Démission des élites, qui ont pourtant la charge d’articuler un discours politique et social et qui s’y refusent, préférant aller au-devant de peurs largement imaginaires, mais si bien projetées sur le peuple français que celui-ci pourrait bien finir par croire que c’est là une image ressemblante. Logique de démagogue qui cherche à flatter la foule en la rabaissant autant que possible à ses plus bas instincts. Certes, toute la classe politique française n’en est pas là. Mais elle est sur ce chemin-là, car implictement elle a accepté toute cette logique des flux, avec toute la logique digestive de la nécessaire « assimilation ».
Ce sont l’image et le statut de l’étranger qu’il est nécessaire de redresser. Non, un étranger n’est pas seulement une force de travail et une source de richesse d’appoint. Un étranger est, tout d’abord, un être humain. Il est là, il vit là, selon des lois. Il a des droits. C’est une première chose.
Mais il faut aller plus loin. Tout Etat de droit a un devoir sacré d’accueillir humainement l’étranger qui vit ou passe ici, et de faire en sorte qu’il s’y sente à l’aise, lorsqu’il y reste selon les lois. La logique actuelle consiste à penser que c’est à l’étranger de faire tous les efforts. C’est contre l’hospitalité, qui fait partie de la dignité d’une nation.
Il y a plus important encore. Si nous avons besoin des étrangers, ce n’est pas seulement pour des raisons économiques. Au fond de ce concept si répandu d’immigration économique, à la lumière duquel la figure de l’étranger est de plus en plus systématiquement pensée, il y a l’idée qu’idéalement, la France devrait vivre en parfaite autarcie. L’immigré idéal, selon cette vision, c’est l’immigré qui nous donne ce dont nous avons besoin, et qui repart chez lui. Une bonne partie de l’argumentation de la gauche en faveur de l’immigration est sous le joug de cette logique implacable, qui est aussi celle de l’employeur qui voudrait pouvoir renvoyer l’employé qui a fait ce qui était utile à l’employeur. Idéal de profit qui se comprend, mais idéal de profit uniquement, ce qu’on ne peut accepter.
Mais qu’est-ce qu’un pays sans la présence de l’étranger ? C’est d’abord quelque chose qui n’a jamais existé. Et surtout, un pays sans la présence de l’étranger, sans l’apport de l’étranger en tant qu’étranger, c’est un pays en voie de disparition. C’est un pays, en effet, incapable d’absorber de la nouveauté, incapable de se renouveler, incapable de penser l’avenir et qui se ferme narcissiquement sur son « identité nationale ».

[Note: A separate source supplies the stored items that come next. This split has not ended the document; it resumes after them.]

//! Atom 1.0 feed serialization.

use super::FeedError;
use super::common::{Feed, FeedAuthor, FeedItem};
use crate::utils::date::DateTimeUtc;
use atom_syndication::{
    Content, ContentBuilder, Entry, EntryBuilder, FeedBuilder, FixedDateTime, GeneratorBuilder,
    Link, LinkBuilder, Person, PersonBuilder, Text,
};

/// Serialize a feed as an Atom 1.0 document.
pub fn to_xml(feed: &Feed) -> Result<Vec<u8>, FeedError> {
    let entries = feed
        .items
        .iter()
        .map(item_to_entry)
        .collect::<Result<Vec<Entry>, _>>()?;

    let alternate_link: Link = LinkBuilder::default()
        .href(feed.meta.link.clone())
        .rel("alternate".to_string())
        .build();

    let atom = FeedBuilder::default()
        .title(Text::plain(feed.meta.title.clone()))
        .id(feed.meta.link.clone())
        .updated(fixed(feed.meta.updated)?)
        .authors(vec![person(&feed.meta.author)])
        .links(vec![alternate_link])
        .subtitle(Some(Text::plain(feed.meta.description.clone())))
        .generator(Some(
            GeneratorBuilder::default()
                .value(env!("CARGO_PKG_NAME"))
                .version(Some(env!("CARGO_PKG_VERSION").to_string()))
                .build(),
        ))
        .lang(Some(feed.meta.language.clone()))
        .entries(entries)
        .build();

    Ok(atom.write_to(Vec::new())?)
}

fn item_to_entry(item: &FeedItem) -> Result<Entry, FeedError> {
    let link: Link = LinkBuilder::default()
        .href(item.link.clone())
        .rel("alternate".to_string())
        .build();

    let content: Content = ContentBuilder::default()
        .value(Some(item.content.clone()))
        .content_type(Some("html".to_string()))
        .build();

    Ok(EntryBuilder::default()
        .title(Text::plain(item.title.clone()))
        .id(item.id.clone())
        .updated(fixed(item.updated)?)
        .published(Some(fixed(item.created)?))
        .links(vec![link])
        .content(Some(content))
        .authors(vec![person(&item.author)])
        .build())
}

fn person(author: &FeedAuthor) -> Person {
    PersonBuilder::default()
        .name(author.name.clone())
        .email((!author.email.is_empty()).then(|| author.email.clone()))
        .build()
}

fn fixed(dt: DateTimeUtc) -> Result<FixedDateTime, FeedError> {
    let stamp = dt.to_rfc3339();
    stamp
        .parse::<FixedDateTime>()
        .map_err(|_| FeedError::Timestamp(stamp))
}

Il y aurait beaucoup à dire sur ce mal français qui consiste à n’avoir plus d’yeux que pour son passé. Il y aurait beaucoup à dire aussi sur cette République française qui n’a jamais très bien su se penser comme République. Poids d’une histoire grandiose, dans laquelle la République n’est qu’un segment ? Peut-être. Mais il est temps de réfléchir à cette image que nous avons de nous-mêmes, celle d’un pays qui ne peut que souffrir de la présence sur son territoire de gens qui ne parlent pas sa langue, qui s’habillent de manière bien distincte.

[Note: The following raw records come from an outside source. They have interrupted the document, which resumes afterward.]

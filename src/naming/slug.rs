//! Permalinks (`<base>/<year>/<MM>/<name>`) that double as feed item ids.

use super::{NamingError, NamingRules};
use crate::utils::date::DateTimeUtc;
use rustc_hash::FxHashMap;
use std::sync::LazyLock;

/// Month name → two-digit month.
static MONTH_NUMBERS: LazyLock<FxHashMap<&'static str, &'static str>> = LazyLock::new(|| {
    [
        ("January", "01"),
        ("February", "02"),
        ("March", "03"),
        ("April", "04"),
        ("May", "05"),
        ("June", "06"),
        ("July", "07"),
        ("August", "08"),
        ("September", "09"),
        ("October", "10"),
        ("November", "11"),
        ("December", "12"),
    ]
    .into_iter()
    .collect()
});

/// Look up the two-digit month for a month name.
///
/// # Panics
///
/// A name missing from the table is a bug: falling back to anything would
/// publish a wrong permalink that still looks valid.
fn month_number(name: &str) -> &'static str {
    MONTH_NUMBERS
        .get(name)
        .copied()
        .unwrap_or_else(|| panic!("month `{name}` is missing from the month lookup table"))
}

/// Derive the canonical permalink for a post.
///
/// `derive_slug("https://example.com", 2022-11-03, "hello-world.txt")`
/// → `https://example.com/2022/11/hello-world`
pub fn derive_slug(
    base: &str,
    last_modified: DateTimeUtc,
    filename: &str,
    rules: &NamingRules,
) -> Result<String, NamingError> {
    let stem = rules.stem(filename)?;
    let month = month_number(last_modified.month_name());

    Ok(format!(
        "{}/{}/{}/{}",
        base.trim_end_matches('/'),
        last_modified.year,
        month,
        stem
    ))
}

Il est temps de réfléchir sur cet esprit de clôture qui revient à considérer que tout ce qui nuance menace et que le temps n’est plus qu’à la préservation. Ne serait-ce pas que nous ne croyons plus en nous-mêmes ? Que nous nous sentons si faibles que tout ce qui viendra du dehors nous écrasera ? Il y a en tout cela un manque d’idéal.
Mais il faut, avant toute chose, se rendre capable d’articuler nettement les principes, retrouver le sens des devoirs sacrés qui unissent le citoyen à l’étranger, sans quoi la porte est ouverte au pire, sans quoi nous ne saurons plus faire la différence entre la Révolution française et la Révolution nationale.